- **Work item**
Show each line of the entries below in which the word "theme" appears.

- **Stored data**
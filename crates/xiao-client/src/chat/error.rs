use reqwest::StatusCode;
use thiserror::Error;

/// Shown when the request could not be made or was answered with an error.
pub const REQUEST_FAILED_TEXT: &str = "Something went wrong, please try again later.";
/// Shown when a streamed answer broke off halfway.
pub const STREAM_FAILED_TEXT: &str = "Streaming failed.";

#[derive(Debug, Error)]
pub enum ChatError {
    #[error("chat request failed: {0}")]
    Transport(#[from] reqwest::Error),

    #[error("chat backend returned status {0}")]
    Status(StatusCode),

    #[error("chat stream broke off: {0}")]
    Stream(String),

    #[error("chat backend returned an empty answer")]
    EmptyReply,

    #[error("chat request cancelled")]
    Cancelled,
}

impl ChatError {
    /// Text that replaces the bot message content, if any. A cancelled
    /// request keeps whatever was rendered before.
    pub fn user_text(&self) -> Option<&'static str> {
        match self {
            Self::Transport(_) | Self::Status(_) | Self::EmptyReply => Some(REQUEST_FAILED_TEXT),
            Self::Stream(_) => Some(STREAM_FAILED_TEXT),
            Self::Cancelled => None,
        }
    }
}
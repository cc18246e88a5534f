//! AppState: everything the console loop owns besides the player.
//!
//! Only the App event loop writes to it; chat tasks reach it through
//! `AppMessage`s.

use std::io;
use std::path::PathBuf;

use tracing::{info, warn};
use xiao_proto::prefs::Prefs;

use crate::breadcrumb::CrumbTable;
use crate::chat::SpeakOptions;
use crate::console::{ChatPane, LiveBlock};
use crate::player::PlayerState;
use crate::theme::{self, Palette};

pub struct AppState {
    pub chat: ChatPane<io::Stdout>,
    pub prefs: Prefs,
    pub prefs_path: PathBuf,
    pub crumbs: CrumbTable,
}

impl AppState {
    pub fn new(prefs_path: PathBuf, player: &PlayerState) -> Self {
        let prefs = Prefs::load(&prefs_path);
        info!(
            "prefs: dark_mode={} play_query={} play_answer={}",
            prefs.dark_mode, prefs.play_query, prefs.play_answer
        );
        Self {
            chat: ChatPane::new(LiveBlock::stdout(theme::palette(prefs.dark_mode))),
            prefs,
            prefs_path,
            crumbs: CrumbTable::new(&player.current_dir),
        }
    }

    pub fn palette(&self) -> Palette {
        theme::palette(self.prefs.dark_mode)
    }

    pub fn speak_options(&self) -> SpeakOptions {
        SpeakOptions {
            play_query: self.prefs.play_query,
            play_answer: self.prefs.play_answer,
        }
    }

    pub fn save_prefs(&self) {
        if let Err(e) = self.prefs.save(&self.prefs_path) {
            warn!("prefs: save to {} failed: {:#}", self.prefs_path.display(), e);
        }
    }

    /// Follow the player: rebuild the trail and park it while the list is
    /// locked.
    pub fn sync_crumbs(&mut self, player: &PlayerState) {
        if player.list_locked() {
            self.crumbs.disable();
        } else {
            self.crumbs.enable();
        }
        self.crumbs.rebuild(&player.current_dir);
    }
}
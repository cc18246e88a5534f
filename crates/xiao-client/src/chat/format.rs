//! Markdown-ish reply text to display markup.
//!
//! The backend answers in a loose markdown dialect: `###` separates sections,
//! `**x**` marks bold runs, numbered lines are titles, `-` lines are
//! sub-headings and `key: value` lines get a highlighted key. The output is the
//! same class-tagged markup whether the answer arrived streamed or in one
//! piece. Text is inserted verbatim.

use regex::Regex;
use std::sync::OnceLock;

pub const CLASS_BOLD: &str = "bold-text";
pub const CLASS_SECTION_TITLE: &str = "section-title";
pub const CLASS_SUBSECTION: &str = "subsection";
pub const CLASS_SUBTITLE: &str = "subtitle";

const SECTION_MARKER: &str = "###";

fn bold_re() -> &'static Regex {
    static BOLD: OnceLock<Regex> = OnceLock::new();
    BOLD.get_or_init(|| Regex::new(r"\*\*(.*?)\*\*").expect("static regex"))
}

/// Render the whole accumulated reply. Pure; called again after every append.
pub fn format_message(text: &str) -> String {
    if text.is_empty() {
        return String::new();
    }

    let bold_span = format!(r#"<span class="{CLASS_BOLD}">$1</span>"#);
    let emboldened = text
        .split('\n')
        .map(|line| bold_re().replace_all(line, bold_span.as_str()))
        .collect::<Vec<_>>()
        .join("\n");

    let mut out = String::new();
    for section in emboldened.split(SECTION_MARKER) {
        if section.trim().is_empty() {
            continue;
        }
        for line in section.split('\n') {
            let line = line.trim();
            if line.is_empty() {
                continue;
            }
            format_line(line, &mut out);
        }
    }
    out
}

fn format_line(line: &str, out: &mut String) {
    if is_numbered(line) {
        out.push_str(&format!(r#"<p class="{CLASS_SECTION_TITLE}">{line}</p>"#));
    } else if let Some(rest) = line.strip_prefix('-') {
        out.push_str(&format!(
            r#"<p class="{CLASS_SUBSECTION}"><span class="{CLASS_BOLD}">{}</span></p>"#,
            rest.trim()
        ));
    } else if let Some((subtitle, content)) = line.split_once(':') {
        out.push_str(&format!(
            r#"<p><span class="{CLASS_SUBTITLE}">{}</span>: {}</p>"#,
            subtitle.trim(),
            content.trim()
        ));
    } else {
        out.push_str(&format!("<p>{line}</p>"));
    }
}

/// `1.`, `12.` ... at the start of the line.
fn is_numbered(line: &str) -> bool {
    let digits = line.bytes().take_while(u8::is_ascii_digit).count();
    digits > 0 && line.as_bytes().get(digits) == Some(&b'.')
}

#[cfg(test)]
mod tests {
    use super::*;

    #[test]
    fn test_empty() {
        assert_eq!(format_message(""), "");
    }

    #[test]
    fn test_sections_in_order() {
        let out = format_message("### 1. Title\n- sub item\nkey: value");
        assert_eq!(
            out,
            "<p class=\"section-title\">1. Title</p>\
             <p class=\"subsection\"><span class=\"bold-text\">sub item</span></p>\
             <p><span class=\"subtitle\">key</span>: value</p>"
        );
    }

    #[test]
    fn test_bold_is_non_greedy_and_per_line() {
        let out = format_message("a **b** c **d**");
        assert_eq!(
            out,
            "<p>a <span class=\"bold-text\">b</span> c <span class=\"bold-text\">d</span></p>"
        );
        // An opening marker never pairs with one on the next line.
        let out = format_message("**open\nclose**");
        assert_eq!(out, "<p>**open</p><p>close**</p>");
    }

    #[test]
    fn test_bold_markup_then_classified() {
        let out = format_message("**Note** plain");
        assert_eq!(out, "<p><span class=\"bold-text\">Note</span> plain</p>");

        // Classification runs on the substituted line.
        let out = format_message("**Tip:** go");
        assert_eq!(
            out,
            "<p><span class=\"subtitle\"><span class=\"bold-text\">Tip</span>: </span> go</p>"
        );
    }

    #[test]
    fn test_first_colon_splits() {
        let out = format_message("time: 10:30");
        assert_eq!(out, "<p><span class=\"subtitle\">time</span>: 10:30</p>");
    }

    #[test]
    fn test_blank_sections_and_lines_dropped() {
        let out = format_message("###\n\n   \n### hello\n\n  world  ");
        assert_eq!(out, "<p>hello</p><p>world</p>");
    }

    #[test]
    fn test_numbered_needs_dot() {
        assert!(is_numbered("12. x"));
        assert!(!is_numbered("12 x"));
        assert!(!is_numbered(". x"));
        assert_eq!(format_message("2024"), "<p>2024</p>");
    }

    #[test]
    fn test_only_one_dash_removed() {
        let out = format_message("-- twice");
        assert_eq!(
            out,
            "<p class=\"subsection\"><span class=\"bold-text\">- twice</span></p>"
        );
    }
}
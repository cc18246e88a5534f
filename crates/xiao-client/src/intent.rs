//! Pending-intent tracking for settings the backend has to acknowledge.
//!
//! Setting the speaker volume is a request/response round trip: the slider
//! moves immediately, but the value only sticks once the backend echoes it
//! back. Until then the display shows the intended value and remembers the
//! last confirmed one so a refusal can snap back.
//!
//! # States
//! ```text
//!  Confirmed(T)          backend agreed; render normally
//!  Pending { ... }       request sent, no answer yet; render with a marker
//! ```

/// Two-state wrapper for a value that may be waiting for confirmation.
#[derive(Debug, Clone, PartialEq)]
pub enum IntentState<T: Clone + PartialEq> {
    /// Backend has confirmed this value.
    Confirmed(T),
    /// Request sent; waiting for the backend to echo `intended`.
    Pending { intended: T, confirmed: T },
}

impl<T: Clone + PartialEq> IntentState<T> {
    pub fn new(value: T) -> Self {
        Self::Confirmed(value)
    }

    /// The value to display.
    pub fn intended(&self) -> &T {
        match self {
            Self::Confirmed(v) => v,
            Self::Pending { intended, .. } => intended,
        }
    }

    /// The last value the backend agreed to.
    pub fn confirmed(&self) -> &T {
        match self {
            Self::Confirmed(v) => v,
            Self::Pending { confirmed, .. } => confirmed,
        }
    }

    pub fn is_pending(&self) -> bool {
        matches!(self, Self::Pending { .. })
    }

    /// Register a user intent. Stays `Confirmed` if nothing changes.
    pub fn set_intent(&mut self, intended: T) {
        let confirmed = self.confirmed().clone();
        if intended == confirmed {
            *self = Self::Confirmed(intended);
        } else {
            *self = Self::Pending {
                intended,
                confirmed,
            };
        }
    }

    /// The backend reported `value`; it becomes the confirmed value whether or
    /// not it matches the intent. Returns `true` if the display changed.
    pub fn on_confirmed(&mut self, value: T) -> bool {
        let changed = *self.intended() != value;
        *self = Self::Confirmed(value);
        changed
    }

    /// The backend refused; fall back to the last confirmed value.
    pub fn reject(&mut self) {
        let confirmed = self.confirmed().clone();
        *self = Self::Confirmed(confirmed);
    }
}
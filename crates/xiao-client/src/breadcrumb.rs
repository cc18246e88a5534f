//! Breadcrumb trail for the music browser.
//!
//! Every crumb is bound to an `Action::OpenDirectory`. While sequence or
//! shuffle playback owns the list, the bindings are parked and crumbs do
//! nothing; unlocking swaps the same bindings back in.

use xiao_proto::protocol::{FAVORITE_DIR, HISTORY_DIR};

use crate::action::Action;

#[derive(Debug, Clone, PartialEq, Eq)]
pub struct Crumb {
    pub label: String,
    pub path: String,
}

/// `History`, `Favorites`, then one crumb per segment of `dir` carrying the
/// cumulative path.
pub fn crumbs(dir: &str) -> Vec<Crumb> {
    let mut out = vec![
        Crumb {
            label: "History".to_string(),
            path: HISTORY_DIR.to_string(),
        },
        Crumb {
            label: "Favorites".to_string(),
            path: FAVORITE_DIR.to_string(),
        },
    ];
    let mut path = String::new();
    for part in dir.split('/').filter(|p| !p.is_empty()) {
        if !path.is_empty() {
            path.push('/');
        }
        path.push_str(part);
        out.push(Crumb {
            label: part.to_string(),
            path: path.clone(),
        });
    }
    out
}

#[derive(Debug, Default)]
pub struct CrumbTable {
    crumbs: Vec<Crumb>,
    active: Vec<Action>,
    parked: Vec<Action>,
    disabled: bool,
}

impl CrumbTable {
    pub fn new(dir: &str) -> Self {
        let mut table = Self::default();
        table.rebuild(dir);
        table
    }

    pub fn rebuild(&mut self, dir: &str) {
        self.crumbs = crumbs(dir);
        let bindings = self
            .crumbs
            .iter()
            .map(|c| Action::OpenDirectory(c.path.clone()))
            .collect();
        if self.disabled {
            self.parked = bindings;
        } else {
            self.active = bindings;
        }
    }

    pub fn disable(&mut self) {
        if self.disabled {
            return;
        }
        self.disabled = true;
        self.parked = std::mem::take(&mut self.active);
    }

    pub fn enable(&mut self) {
        if !self.disabled {
            return;
        }
        self.disabled = false;
        self.active = std::mem::take(&mut self.parked);
    }

    pub fn is_disabled(&self) -> bool {
        self.disabled
    }

    /// The action bound to crumb `idx`, if any and if enabled.
    pub fn dispatch(&self, idx: usize) -> Option<Action> {
        self.active.get(idx).cloned()
    }

    pub fn crumbs(&self) -> &[Crumb] {
        &self.crumbs
    }
}

#[cfg(test)]
mod tests {
    use super::*;

    #[test]
    fn test_crumb_paths() {
        let c = crumbs("music/jazz/miles/");
        let paths: Vec<_> = c.iter().map(|c| c.path.as_str()).collect();
        assert_eq!(
            paths,
            ["history", "favorite", "music", "music/jazz", "music/jazz/miles"]
        );
        assert_eq!(c[3].label, "jazz");
        assert_eq!(crumbs("").len(), 2);
    }

    #[test]
    fn test_disable_and_restore_same_bindings() {
        let mut t = CrumbTable::new("music/jazz");
        assert_eq!(
            t.dispatch(3),
            Some(Action::OpenDirectory("music/jazz".into()))
        );
        t.disable();
        assert_eq!(t.dispatch(3), None);
        assert_eq!(t.dispatch(0), None);
        t.enable();
        assert_eq!(t.dispatch(0), Some(Action::OpenDirectory("history".into())));
        assert_eq!(
            t.dispatch(3),
            Some(Action::OpenDirectory("music/jazz".into()))
        );
    }

    #[test]
    fn test_rebuild_while_disabled_stays_parked() {
        let mut t = CrumbTable::new("music");
        t.disable();
        t.disable();
        t.rebuild("music/rock");
        assert_eq!(t.dispatch(3), None);
        assert_eq!(t.crumbs().len(), 4);
        t.enable();
        assert_eq!(
            t.dispatch(3),
            Some(Action::OpenDirectory("music/rock".into()))
        );
    }
}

- **Result of the task**
use crate::theme::{self, Palette};
            chat: ChatPane::new(LiveBlock::stdout(theme::palette(prefs.dark_mode))),
        theme::palette(self.prefs.dark_mode)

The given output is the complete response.